Projections - Movie Reviews
Dirty Dancing: Havana Nights
Dirty Dancing Havana Nights
Starring Diego Luna, Romola Garai, Sela Ward,
John Slattery, Jonathan Jackson, January Jones

Some steamy salsa moves and engaging leads provide pleasure in Dirty Dancing: Havana Nights in spite of an increasingly silly storyline and an unconvincing portrait of Cuba as Castro's regime is about to take over.

One wonders why this Dirty Dancing has to be set in 1958 Havana with good use of Puerto Rico for plenty of scenes which try hard to conjure up memories of the 1987 hit starring Patrick Swayze and Jennifer Grey. Claiming that it's based on true events, the target demographic will be pleased with what occurs on the dance floor and the hip-hop and soul sounds that comprise the soundtrack. Yet, even they will find the predictability and triteness of what transpires, less alluring than what it could have been.

It's hard not to fault some of the casting, especially Romola Garai as Katey Miller and Diego Luna (U Tu Mama Tambien) as Javier. The scholarly Katey is a pretty high schooler headed for Radcliffe when her parents think dad's boss' son (Jonathan Jackson) is attracted to her and think he is a good catch.

But, Javier, the busboy at their hotel where the waiting staff is underappreciated by Americans, has already made an impression on Katey when he lets the rhythm in his blood out on the streets. Katey is a skilled formal dancer gleaned from the excellence of her parents ballroom dancing, but she is captivated by the expression of Javier, especially in a nightclub called Rosa Negra in a lower-class neighborhood.

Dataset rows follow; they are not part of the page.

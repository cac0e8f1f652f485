//! Sentence (and sentence-pair) classification labels.

use std::collections::BTreeSet;

use candle_core::{DType, Tensor, D};

use crate::config::DecodeConfig;
use crate::labels::{LabelRegistry, LabelSpace};
use crate::schemes::{BatchLayout, DecodeBatch, SchemeCollator, SchemeDecoder, TargetTensors};
use crate::tensor::expect_leading;
use crate::Result;

#[derive(Debug, Clone)]
pub struct Classification {
    labels: LabelSpace,
    multi_label: bool,
    decode: DecodeConfig,
}

impl Classification {
    pub fn new(registry: &LabelRegistry) -> Result<Self> {
        Ok(Self::from_space(registry.get()?.clone()))
    }

    pub fn from_space(labels: LabelSpace) -> Self {
        Self {
            labels,
            multi_label: false,
            decode: DecodeConfig::default(),
        }
    }

    /// Decode every class scoring above the threshold instead of the argmax.
    pub fn multi_label(mut self, decode: DecodeConfig) -> Self {
        self.multi_label = true;
        self.decode = decode;
        self
    }

    pub fn labels(&self) -> &LabelSpace {
        &self.labels
    }

    pub fn encode(&self, label: &str) -> Result<usize> {
        self.labels.require_id(label)
    }

    /// Argmax class name per row of `(bs, classes)` logits.
    pub fn decode_single(&self, logits: &Tensor) -> Result<Vec<String>> {
        let ids = logits.argmax(D::Minus1)?.to_vec1::<u32>()?;
        Ok(ids
            .into_iter()
            .filter_map(|id| self.labels.name(id as usize).map(str::to_string))
            .collect())
    }

    /// Every class above threshold, per row.
    pub fn decode_multi(&self, logits: &Tensor) -> Result<Vec<BTreeSet<String>>> {
        let rows = logits.to_dtype(DType::F32)?.to_vec2::<f32>()?;
        Ok(rows
            .iter()
            .map(|row| {
                row.iter()
                    .enumerate()
                    .filter(|(_, s)| **s > self.decode.threshold)
                    .filter_map(|(id, _)| self.labels.name(id).map(str::to_string))
                    .collect()
            })
            .collect())
    }
}

impl SchemeCollator for Classification {
    type Labels = usize;

    fn targets(&self, labels: &[&usize], layout: &BatchLayout<'_>) -> Result<TargetTensors> {
        let ids: Vec<i64> = labels.iter().map(|l| **l as i64).collect();
        let n = ids.len();
        Ok(TargetTensors::new().with("labels", Tensor::from_vec(ids, n, layout.device)?))
    }
}

impl SchemeDecoder for Classification {
    type Scores = Tensor;
    type Output = BTreeSet<String>;

    fn decode(&self, logits: &Tensor, batch: &DecodeBatch<'_>) -> Result<Vec<BTreeSet<String>>> {
        expect_leading(logits, &[batch.batch_size(), self.labels.len()])?;
        if self.multi_label {
            return self.decode_multi(logits);
        }
        Ok(self
            .decode_single(logits)?
            .into_iter()
            .map(|name| BTreeSet::from([name]))
            .collect())
    }
}

#[cfg(test)]
mod tests {
    use super::*;
    use crate::schemes::testing::{char_offsets, full_mask};
    use candle_core::Device;

    fn codec() -> Classification {
        Classification::from_space(LabelSpace::from_labels(["体育", "财经", "科技"]))
    }

    fn logits() -> Tensor {
        Tensor::from_vec(vec![0.1f32, 2.0, -1.0, 1.5, -0.5, 0.7], (2, 3), &Device::Cpu).unwrap()
    }

    #[test]
    fn test_targets_are_label_ids() {
        let c = codec();
        let (a, b) = (c.encode("科技").unwrap(), c.encode("体育").unwrap());
        let layout = BatchLayout {
            lengths: &[5, 5],
            seq_len: 5,
            label_pad_value: -100,
            device: &Device::Cpu,
        };
        let targets = c.targets(&[&a, &b], &layout).unwrap();
        assert_eq!(targets.get("labels").unwrap().to_vec1::<i64>().unwrap(), vec![a as i64, b as i64]);
        assert!(c.encode("娱乐").is_err());
    }

    #[test]
    fn test_single_and_multi_label_decoding() {
        let c = codec();
        let names = c.labels().names().to_vec();
        assert_eq!(c.decode_single(&logits()).unwrap(), vec![names[1].clone(), names[0].clone()]);

        let multi = c.multi_label(DecodeConfig::default());
        let mask = full_mask(2, 3);
        let texts = vec!["a".to_string(), "b".to_string()];
        let offsets = vec![char_offsets("a"), char_offsets("b")];
        let decoded = multi.decode(&logits(), &DecodeBatch::new(&mask, &texts, &offsets)).unwrap();
        assert_eq!(decoded[0], BTreeSet::from([names[0].clone(), names[1].clone()]));
        assert_eq!(decoded[1], BTreeSet::from([names[0].clone(), names[2].clone()]));
    }
}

The big dance of Havana Nights turns out to be a competition with a top prize of $5000, money that Javier needs for his family after he loses his position because of his relationship with Katey. The rehearsal for this important event has their scandalous relationship blossoming from moments on the beach rooftops and in a montage sequence. Swayze is back as an instructor of Katey.

The first round of the dance contest features a very seductive routine with Javier and Katey, who unfortunately and unexpectedly have her parents and dad's boss on hand to see it. They don't like her daughter doing such a thing with a poor local, yet her polishing of old ballroom techniques make them proud. Similar to the narrative of The Dreamers, the time she spends at Javier's residence without parental permission puts the screenplay under further scrutiny for its time.

Before the climax, Havana Nights showcases weak dialogue and line readings that elicited laughter among more than a few at a recent screening. The direction keeps the revolutionary turmoil on a lower setting than the dancing, inspired by the life of JoAnn Jansen, the film's choreographer. Those who actually lived in Cuba at that time might be puzzled by how easily the Americans and Cubans interacted. Nevertheless, while there really is no “Time of your life” to be had in this Latin re-imagining faraway from the Catskills. The music and dancing has enough a charm to it, to make some couples swing over to their favorite club and let themselves go.